- **To do**: In the listing that follows, how many lines contain "format"? Give the number only.

- **Data to use**:
use serde::Serialize;

/// 1-decimal rounding, half up: `floor(10*x + 0.5) / 10`.
pub fn round_off_1_decimal(x: f64) -> f64 {
    ((10.0 * x) + 0.5).floor() / 10.0
}

pub fn percent(part: usize, whole: usize) -> f64 {
    if whole == 0 {
        return 0.0;
    }
    round_off_1_decimal(100.0 * part as f64 / whole as f64)
}

#[derive(Debug, Clone, Copy, PartialEq)]
pub struct SetoranEntry {
    pub ayat_from: i64,
    pub ayat_to: i64,
    pub mistakes: i64,
    pub score: f64,
}

impl SetoranEntry {
    pub fn ayat_count(&self) -> i64 {
        self.ayat_to
            .saturating_sub(self.ayat_from)
            .saturating_add(1)
            .max(0)
    }
}

#[derive(Debug, Clone, Copy, PartialEq, Eq, Serialize)]
#[serde(rename_all = "lowercase")]
pub enum Tier {
    Mutqin,
    Mutawassith,
    Dhaif,
}

#[derive(Debug, Clone, Copy, PartialEq)]
pub struct TierThresholds {
    pub mutqin_min: f64,
    pub mutawassith_min: f64,
}

impl Default for TierThresholds {
    fn default() -> Self {
        TierThresholds {
            mutqin_min: 85.0,
            mutawassith_min: 70.0,
        }
    }
}

impl TierThresholds {
    pub fn tier_for(&self, average: f64) -> Tier {
        if average >= self.mutqin_min {
            Tier::Mutqin
        } else if average >= self.mutawassith_min {
            Tier::Mutawassith
        } else {
            Tier::Dhaif
        }
    }
}

#[derive(Debug, Clone, PartialEq, Serialize)]
#[serde(rename_all = "camelCase")]
pub struct SetoranSummary {
    pub count: usize,
    pub average_score: f64,
    pub total_ayat: i64,
    pub total_mistakes: i64,
    pub tier: Option<Tier>,
}

pub fn summarize_setoran(entries: &[SetoranEntry], thresholds: &TierThresholds) -> SetoranSummary {
    if entries.is_empty() {
        return SetoranSummary {
            count: 0,
            average_score: 0.0,
            total_ayat: 0,
            total_mistakes: 0,
            tier: None,
        };
    }
    let sum: f64 = entries.iter().map(|e| e.score).sum();
    let average_score = round_off_1_decimal(sum / entries.len() as f64);
    SetoranSummary {
        count: entries.len(),
        average_score,
        total_ayat: entries
            .iter()
            .map(SetoranEntry::ayat_count)
            .fold(0, i64::saturating_add),
        total_mistakes: entries
            .iter()
            .map(|e| e.mistakes)
            .fold(0, i64::saturating_add),
        tier: Some(thresholds.tier_for(average_score)),
    }
}

/// One student's checklist for one day.
#[derive(Debug, Clone, Copy, Default, PartialEq, Eq)]
pub struct DailyCheck {
    pub present: bool,
    pub on_time: bool,
    pub prayer: bool,
    pub manners: bool,
}

impl DailyCheck {
    const INDICATORS: usize = 4;

    fn satisfied(&self) -> usize {
        [self.present, self.on_time, self.prayer, self.manners]
            .iter()
            .filter(|v| **v)
            .count()
    }
}

#[derive(Debug, Clone, PartialEq, Serialize)]
#[serde(rename_all = "camelCase")]
pub struct AttendanceSummary {
    pub days: usize,
    pub present_days: usize,
    pub attendance_percent: f64,
    pub on_time_percent: f64,
    pub prayer_percent: f64,
    pub manners_percent: f64,
    pub compliance_percent: f64,
    pub meets_minimum: bool,
}

pub fn summarize_days(days: &[DailyCheck], minimum_percent: f64) -> AttendanceSummary {
    let count = |f: fn(&DailyCheck) -> bool| days.iter().filter(|d| f(d)).count();
    let present_days = count(|d| d.present);
    let attendance_percent = percent(present_days, days.len());
    let satisfied: usize = days.iter().map(DailyCheck::satisfied).sum();
    AttendanceSummary {
        days: days.len(),
        present_days,
        attendance_percent,
        on_time_percent: percent(count(|d| d.on_time), days.len()),
        prayer_percent: percent(count(|d| d.prayer), days.len()),
        manners_percent: percent(count(|d| d.manners), days.len()),
        compliance_percent: percent(satisfied, days.len() * DailyCheck::INDICATORS),
        meets_minimum: !days.is_empty() && attendance_percent >= minimum_percent,
    }
}
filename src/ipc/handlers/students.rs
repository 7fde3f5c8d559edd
use crate::import::{DuplicateFilter, NewStudent, StudentRepository};
use crate::ipc::error::ok;
use crate::ipc::handlers::setup;
use crate::ipc::helpers::{
    current_user, get_optional_str, get_required_str, require_admin, require_conn, HandlerErr,
};
use crate::ipc::types::{AppState, Request};
use crate::phone::normalize_phone;
use crate::store::SqliteStore;
use rusqlite::Connection;
use serde_json::{json, Value};

fn students_list(conn: &Connection, params: &Value) -> Result<Value, HandlerErr> {
    let user = current_user(params)?;
    let halaqah_id = get_optional_str(params, "halaqahId");
    let cc = setup::country_code(conn).map_err(HandlerErr::db_query)?;
    let rows = SqliteStore::new(conn)
        .list_students(&user.student_scope(&cc), halaqah_id.as_deref(), &cc)
        .map_err(HandlerErr::db_query)?;
    Ok(json!({ "students": rows }))
}

fn students_create(conn: &Connection, params: &Value) -> Result<Value, HandlerErr> {
    require_admin(params)?;
    let name = get_required_str(params, "name")?;
    let halaqah_id = get_required_str(params, "halaqahId")?;
    let guardian_name = get_optional_str(params, "guardianName");
    let guardian_phone = get_optional_str(params, "guardianPhone");

    let store = SqliteStore::new(conn);
    let Some(halaqah) = store
        .halaqah_by_id(&halaqah_id)
        .map_err(HandlerErr::db_query)?
    else {
        return Err(HandlerErr::new("not_found", "halaqah not found"));
    };

    let cc = setup::country_code(conn).map_err(HandlerErr::db_query)?;
    if let Some(phone) = guardian_phone.as_deref() {
        if normalize_phone(phone, &cc).is_empty() {
            return Err(HandlerErr::bad_params("guardianPhone has no digits"));
        }
        let existing = store.list_guardian_phones().map_err(HandlerErr::db_query)?;
        if DuplicateFilter::new(existing, &cc).is_duplicate(Some(phone)) {
            return Err(HandlerErr::new(
                "duplicate_phone",
                "a student with this guardian phone already exists",
            )
            .with_details(json!({ "guardianPhone": phone })));
        }
    }

    let student = NewStudent {
        name,
        group_name: halaqah.name,
        guardian_name,
        guardian_phone,
    };
    let id = store
        .create_student(&halaqah_id, &student)
        .map_err(|e| HandlerErr::new("db_insert_failed", format!("{e:#}")))?;
    Ok(json!({ "studentId": id }))
}

fn students_delete(conn: &Connection, params: &Value) -> Result<Value, HandlerErr> {
    require_admin(params)?;
    let student_id = get_required_str(params, "studentId")?;
    let removed = SqliteStore::new(conn)
        .delete_student(&student_id)
        .map_err(|e| HandlerErr::new("db_delete_failed", format!("{e:#}")))?;
    if !removed {
        return Err(HandlerErr::new("not_found", "student not found"));
    }
    Ok(json!({ "ok": true }))
}

fn handle_students_list(state: &mut AppState, req: &Request) -> Value {
    match require_conn(state).and_then(|conn| students_list(conn, &req.params)) {
        Ok(v) => ok(&req.id, v),
        Err(e) => e.response(&req.id),
    }
}

fn handle_students_create(state: &mut AppState, req: &Request) -> Value {
    match require_conn(state).and_then(|conn| students_create(conn, &req.params)) {
        Ok(v) => ok(&req.id, v),
        Err(e) => e.response(&req.id),
    }
}

fn handle_students_delete(state: &mut AppState, req: &Request) -> Value {
    match require_conn(state).and_then(|conn| students_delete(conn, &req.params)) {
        Ok(v) => ok(&req.id, v),
        Err(e) => e.response(&req.id),
    }
}

pub fn try_handle(state: &mut AppState, req: &Request) -> Option<Value> {
    match req.method.as_str() {
        "students.list" => Some(handle_students_list(state, req)),
        "students.create" => Some(handle_students_create(state, req)),
        "students.delete" => Some(handle_students_delete(state, req)),
        _ => None,
    }
}
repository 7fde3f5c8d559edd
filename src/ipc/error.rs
use serde_json::json;

pub fn ok(id: &str, result: serde_json::Value) -> serde_json::Value {
    json!({
        "id": id,
        "ok": true,
        "result": result
    })
}

pub fn err(
    id: &str,
    code: &str,
    message: impl Into<String>,
    details: Option<serde_json::Value>,
) -> serde_json::Value {
    let mut error = json!({
        "code": code,
        "message": message.into(),
    });
    if let Some(d) = details {
        error["details"] = d;
    }
    json!({
        "id": id,
        "ok": false,
        "error": error,
    })
}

- **Answer space**: 2